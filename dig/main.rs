// Simple dig style command line.
// dig [@server] [+udp|+tcp] [-x address] [type] {domain}
mod util;

use dnsclient::clients::{Exchanger, IdGenerator, RandomIds, TcpClient, UdpClient};
use dnsclient::clients::GOOGLE_IPV4_PRIMARY;
use dnsclient::types::*;
use dnsclient::Name;
use log::debug;
use std::env;
use std::net::IpAddr;
use std::net::SocketAddr;
use std::net::ToSocketAddrs;
use std::process;
use std::str::FromStr;
use strum_macros::{Display, EnumString};

#[derive(Debug, Display, EnumString, PartialEq)]
enum Client {
    Udp,
    Tcp,
}

// A simple type alias so as to DRY.
type Result<T> = std::result::Result<T, Box<dyn std::error::Error + Send + Sync>>;

#[derive(Debug, PartialEq)]
struct Args {
    client: Client,
    servers: Vec<String>,

    /// Query this types
    r#type: Type,

    /// Across all these domains
    domains: Vec<Name>,
}

fn parse_args(args: impl Iterator<Item = String>) -> Result<Args> {
    let mut result = Args {
        client: Client::Udp,
        servers: Vec::new(),

        r#type: Type::A,
        domains: Vec::new(),
    };

    let mut type_or_domain = Vec::<String>::new();
    let mut reverse = Vec::<IpAddr>::new();

    let mut args = args;
    while let Some(arg) = args.next() {
        match arg.as_str() {
            "+udp" => result.client = Client::Udp,
            "+tcp" => result.client = Client::Tcp,

            "-x" => match args.next() {
                Some(addr) => reverse.push(addr.parse()?),
                None => return Err("-x needs an address".into()),
            },

            _ => {
                if arg.starts_with('+') || arg.starts_with('-') {
                    return Err(format!("Unknown flag: {}", arg).into());
                }

                if let Some(server) = arg.strip_prefix('@') {
                    result.servers.push(with_port(server))
                } else {
                    type_or_domain.push(arg)
                }
            }
        }
    }

    let mut found_type = false;

    // To be useful, we allow users to say `dig A bramp.net` or `dig bramp.net A`
    for arg in type_or_domain {
        if !found_type {
            // Use the first type we found and assume the rest are domains.
            if let Ok(r#type) = Type::from_str(&arg) {
                result.r#type = r#type;
                found_type = true;
                continue;
            }
        }

        result.domains.push(arg.parse()?)
    }

    if !reverse.is_empty() {
        result.r#type = Type::PTR;
        result
            .domains
            .extend(reverse.into_iter().map(Name::reverse));
    }

    if result.domains.is_empty() {
        // By default query the root domain
        result.domains.push(Name::root());
        if !found_type {
            result.r#type = Type::NS;
        }
    }

    if result.servers.is_empty() {
        result.servers.push(GOOGLE_IPV4_PRIMARY.to_string());
    }

    Ok(result)
}

/// Adds the DNS port to a server given without one.
fn with_port(server: &str) -> String {
    if server.parse::<SocketAddr>().is_ok() {
        return server.to_string();
    }

    match server.parse::<IpAddr>() {
        Ok(ip) => SocketAddr::new(ip, 53).to_string(),
        Err(_) => format!("{}:53", server),
    }
}

#[tokio::main]
async fn main() -> Result<()> {
    env_logger::init();

    let args = match parse_args(env::args().skip(1)) {
        Ok(args) => args,
        Err(e) => {
            eprintln!("{}", e);
            eprintln!("Usage: dig [@server] [+udp|+tcp] [-x address] [type] {{domain}}");
            process::exit(1);
        }
    };
    debug!("{:?}", args);

    let servers = args
        .servers
        .iter()
        .map(|s| s.to_socket_addrs())
        .collect::<std::io::Result<Vec<_>>>()?
        .into_iter()
        .flatten()
        .collect::<Vec<SocketAddr>>();
    let client: Box<dyn Exchanger> = match args.client {
        Client::Udp => Box::new(UdpClient::new(&servers[..])?),
        Client::Tcp => Box::new(TcpClient::new(&servers[..])?),
    };

    let ids = RandomIds;
    for domain in args.domains {
        let query = Message::query_name(ids.next_id(), domain, args.r#type);

        println!("query:");
        print!("{}", util::hexdump(&query.to_vec()?));
        println!();
        println!("{}", query);

        let resp = client.exchange(&query).await?;

        println!("response:");
        println!("{}", resp);
    }

    Ok(())
}

#[cfg(test)]
mod tests {
    use super::*;
    use pretty_assertions::assert_eq;

    fn args(s: &str) -> Result<Args> {
        parse_args(s.split_whitespace().map(String::from))
    }

    #[test]
    fn test_parse_args() {
        let got = args("@1.1.1.1 +tcp MX bramp.net").unwrap();
        assert_eq!(
            got,
            Args {
                client: Client::Tcp,
                servers: vec!["1.1.1.1:53".to_string()],
                r#type: Type::MX,
                domains: vec!["bramp.net".parse().unwrap()],
            }
        );
    }

    #[test]
    fn test_parse_args_defaults() {
        let got = args("").unwrap();
        assert_eq!(got.client, Client::Udp);
        assert_eq!(got.servers, vec![GOOGLE_IPV4_PRIMARY.to_string()]);
        assert_eq!(got.r#type, Type::NS);
        assert_eq!(got.domains, vec![Name::root()]);
    }

    #[test]
    fn test_parse_args_reverse() {
        let got = args("-x 8.8.4.4").unwrap();
        assert_eq!(got.r#type, Type::PTR);
        assert_eq!(got.domains, vec!["4.4.8.8.in-addr.arpa".parse::<Name>().unwrap()]);
    }

    #[test]
    fn test_parse_args_errors() {
        assert!(args("+doh bramp.net").is_err());
        assert!(args("-x").is_err());
        assert!(args("-x not-an-ip").is_err());
    }

    #[test]
    fn test_with_port() {
        assert_eq!(with_port("8.8.8.8"), "8.8.8.8:53");
        assert_eq!(with_port("8.8.8.8:5353"), "8.8.8.8:5353");
        assert_eq!(with_port("2001:4860:4860::8888"), "[2001:4860:4860::8888]:53");
        assert_eq!(with_port("dns.google"), "dns.google:53");
    }
}
use crate::bail;
use crate::errors::{truncated, Result};
use crate::io::{DNSReadExt, SeekExt};
use crate::name::Name;
use crate::resource::{duration_to_u32, Resource};
use crate::types::*;
use byteorder::ReadBytesExt;
use bytes::BufMut;
use std::convert::TryFrom;
use std::io::Cursor;
use std::time::Duration;

/// Length of the fixed message header.
pub const HEADER_LEN: usize = 12;

/// Fixed fields that follow the name in a resource record (type, class, ttl, rdlength).
const RECORD_FIXED_LEN: usize = 10;

// A helper class to hold state while the parsing is happening.
pub(crate) struct MessageParser<'a> {
    cur: Cursor<&'a [u8]>,

    m: Message,
}

#[derive(Copy, Clone, PartialEq)]
enum RecordSection {
    Answers,
    Authorities,
    Additionals,
}

impl<'a> MessageParser<'a> {
    fn new(buf: &[u8]) -> MessageParser {
        MessageParser {
            cur: Cursor::new(buf),
            m: Message::default(),
        }
    }

    /// Consume the MessageParser and returned the resulting Message.
    fn parse(mut self) -> Result<Message> {
        self.m.id = self.cur.read_be_u16()?;

        let b = self.cur.read_u8().map_err(truncated)?;
        self.m.qr = QR::from_bool(0b1000_0000 & b != 0);
        self.m.opcode = Opcode::from((0b0111_1000 & b) >> 3);
        self.m.aa = (0b0000_0100 & b) != 0;
        self.m.tc = (0b0000_0010 & b) != 0;
        self.m.rd = (0b0000_0001 & b) != 0;

        let b = self.cur.read_u8().map_err(truncated)?;
        self.m.ra = (0b1000_0000 & b) != 0;
        self.m.z = (0b0100_0000 & b) != 0; // Unused
        self.m.ad = (0b0010_0000 & b) != 0;
        self.m.cd = (0b0001_0000 & b) != 0;
        self.m.rcode = Rcode::from(0b0000_1111 & b);

        let qd_count = self.cur.read_be_u16()?;
        let an_count = self.cur.read_be_u16()?;
        let ns_count = self.cur.read_be_u16()?;
        let ar_count = self.cur.read_be_u16()?;

        self.read_questions(qd_count)?;
        self.read_records(an_count, RecordSection::Answers)?;
        self.read_records(ns_count, RecordSection::Authorities)?;
        self.read_records(ar_count, RecordSection::Additionals)?;

        if self.cur.remaining() > 0 {
            bail!(
                Malformed,
                "finished parsing with {} bytes left over",
                self.cur.remaining()
            );
        }

        Ok(self.m)
    }

    fn read_questions(&mut self, count: u16) -> Result<()> {
        // Don't trust the count for the allocation, each question is at least 5 bytes.
        self.m
            .questions
            .reserve_exact(usize::from(count).min(self.cur.remaining() / 5));

        for _ in 0..count {
            let name = self.cur.read_name()?;
            let r#type = self.cur.read_type()?;
            let class = self.cur.read_class()?;

            self.m.questions.push(Question {
                name,
                r#type,
                class,
            });
        }

        Ok(())
    }

    fn read_records(&mut self, count: u16, section: RecordSection) -> Result<()> {
        let records = match section {
            RecordSection::Answers => &mut self.m.answers,
            RecordSection::Authorities => &mut self.m.authoritys,
            RecordSection::Additionals => &mut self.m.additionals,
        };
        records.reserve_exact(usize::from(count).min(self.cur.remaining() / 11));

        for _ in 0..count {
            let start = self.cur.position() as usize;
            let name = self.cur.read_name()?;
            let name_length = self.cur.position() as usize - start;

            let r#type = self.cur.read_type()?;
            let class = self.cur.read_class()?;
            let ttl = self.cur.read_be_u32()?;
            let len = self.cur.read_be_u16()?;

            // Resource::parse leaves the cursor exactly at the end of the data.
            let data_start = self.cur.position() as usize;
            let resource = Resource::parse(&mut self.cur, r#type, len.into())?;
            let data = self.cur.get_ref()[data_start..self.cur.position() as usize].to_vec();

            records.push(Record {
                name,
                class,
                ttl: Duration::from_secs(ttl.into()),
                resource,
                data_length: len,
                data,
                name_length,
            });
        }

        Ok(())
    }
}

/// Reads only the id and flags of a message, without parsing the sections.
///
/// Returns `None` if the buffer is too short to hold a header.
#[cfg_attr(not(feature = "tcp"), allow(dead_code))]
pub(crate) fn peek_header(buf: &[u8]) -> Option<(u16, bool)> {
    if buf.len() < HEADER_LEN {
        return None;
    }

    let id = u16::from_be_bytes([buf[0], buf[1]]);
    let tc = (buf[2] & 0b0000_0010) != 0;
    Some((id, tc))
}

impl Message {
    /// Decodes a whole message from `buf`.
    ///
    /// # Errors
    ///
    /// Returns [`crate::Error::Malformed`] if any section runs past the end
    /// of the buffer, a name contains a bad compression pointer, or bytes are
    /// left over after the last counted record. A partially parsed message is
    /// never returned.
    pub fn from_slice(buf: &[u8]) -> Result<Message> {
        MessageParser::new(buf).parse()
    }

    /// Adds a question for `domain` to this message.
    ///
    /// # Errors
    ///
    /// Returns [`crate::Error::Format`] if the domain is not a valid name.
    pub fn add_question(&mut self, domain: &str, r#type: Type, class: Class) -> Result<()> {
        let name: Name = domain.parse()?;

        self.questions.push(Question {
            name,
            r#type,
            class,
        });

        Ok(())
    }

    /// Returns a recursive standard query for a single question.
    ///
    /// # Errors
    ///
    /// Returns [`crate::Error::Format`] if the domain is not a valid name.
    pub fn query(id: u16, domain: &str, r#type: Type) -> Result<Message> {
        Ok(Message::query_name(id, domain.parse()?, r#type))
    }

    /// Same as [`Message::query`], for an already parsed name.
    pub fn query_name(id: u16, name: Name, r#type: Type) -> Message {
        Message {
            id,
            qr: QR::Query,
            opcode: Opcode::Query,
            rd: true,

            questions: vec![Question {
                name,
                r#type,
                class: Class::Internet,
            }],

            ..Default::default()
        }
    }

    /// Returns this DNS Message as a Vec<u8> ready to be sent, as defined by [rfc1035](https://datatracker.ietf.org/doc/html/rfc1035).
    ///
    /// The section counts are computed from the section lengths. Names are
    /// never compressed.
    ///
    /// # Errors
    ///
    /// Returns [`crate::Error::Format`] if a section holds more than 65535
    /// entries.
    pub fn to_vec(&self) -> Result<Vec<u8>> {
        let mut req = Vec::<u8>::with_capacity(512);

        req.put_u16(self.id);

        let mut b = 0_u8;
        b |= if self.qr.to_bool() { 0b1000_0000 } else { 0 };
        b |= (u8::from(self.opcode) << 3) & 0b0111_1000;
        b |= if self.aa { 0b0000_0100 } else { 0 };
        b |= if self.tc { 0b0000_0010 } else { 0 };
        b |= if self.rd { 0b0000_0001 } else { 0 };
        req.put_u8(b);

        let mut b = 0_u8;
        b |= if self.ra { 0b1000_0000 } else { 0 };
        b |= if self.z { 0b0100_0000 } else { 0 };
        b |= if self.ad { 0b0010_0000 } else { 0 };
        b |= if self.cd { 0b0001_0000 } else { 0 };
        b |= u8::from(self.rcode) & 0b0000_1111;
        req.put_u8(b);

        req.put_u16(Message::count("question", self.questions.len())?);
        req.put_u16(Message::count("answer", self.answers.len())?);
        req.put_u16(Message::count("authority", self.authoritys.len())?);
        req.put_u16(Message::count("additional", self.additionals.len())?);

        for question in &self.questions {
            question.write(&mut req);
        }

        for record in self
            .answers
            .iter()
            .chain(&self.authoritys)
            .chain(&self.additionals)
        {
            record.write(&mut req)?;
        }

        Ok(req)
    }

    fn count(section: &str, len: usize) -> Result<u16> {
        match u16::try_from(len) {
            Ok(n) => Ok(n),
            Err(_) => bail!(Format, "too many {} records ({})", section, len),
        }
    }
}

impl Question {
    /// Appends the wire encoding of this question to `buf`.
    pub fn write(&self, buf: &mut Vec<u8>) {
        self.name.write(buf);
        buf.put_u16(self.r#type.into());
        buf.put_u16(self.class.into());
    }
}

impl Record {
    /// Appends the wire encoding of this record to `buf`.
    ///
    /// # Errors
    ///
    /// Returns [`crate::Error::Format`] if the record data is longer than
    /// 65535 bytes.
    pub fn write(&self, buf: &mut Vec<u8>) -> Result<()> {
        let len = match u16::try_from(self.resource.len()) {
            Ok(len) => len,
            Err(_) => bail!(Format, "{} record data is too long ({} bytes)", self.r#type(), self.resource.len()),
        };

        self.name.write(buf);
        buf.put_u16(self.r#type().into());
        buf.put_u16(self.class.into());
        buf.put_u32(duration_to_u32(self.ttl));
        buf.put_u16(len);
        self.resource.write(buf);

        Ok(())
    }

    /// Returns the number of bytes this record takes when written by
    /// [`Record::write`]: the name, the fixed fields, and the record data.
    ///
    /// Names are written uncompressed, so for a decoded record this may be
    /// larger than [`Record::wire_len`].
    #[allow(clippy::len_without_is_empty)]
    pub fn len(&self) -> usize {
        self.name.len() + RECORD_FIXED_LEN + self.resource.len()
    }

    /// Returns the number of bytes this record took in the message it was
    /// decoded from: the owner name as sent, the fixed fields, and
    /// `data_length`. For a record built with [`Record::new`] this is the
    /// same as [`Record::len`].
    pub fn wire_len(&self) -> usize {
        self.name_length + RECORD_FIXED_LEN + usize::from(self.data_length)
    }
}
// Macro borrowed from https://github.com/hyperium/hyper
// hyper is provided under the MIT license. See LICENSE.

// Items gated on a cargo feature, marked as such in the docs.
macro_rules! cfg_feature {
    (
        #![$meta:meta]
        $($item:item)*
    ) => {
        $(
            #[cfg($meta)]
            #[cfg_attr(docsrs, doc(cfg($meta)))]
            $item
        )*
    }
}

### PROBLEM TO SOLVE
Look for the word "Appends" in the data, then return every line that contains it.

### TASK RESPONSE
    /// Appends the wire encoding of this question to `buf`.
    /// Appends the wire encoding of this record to `buf`.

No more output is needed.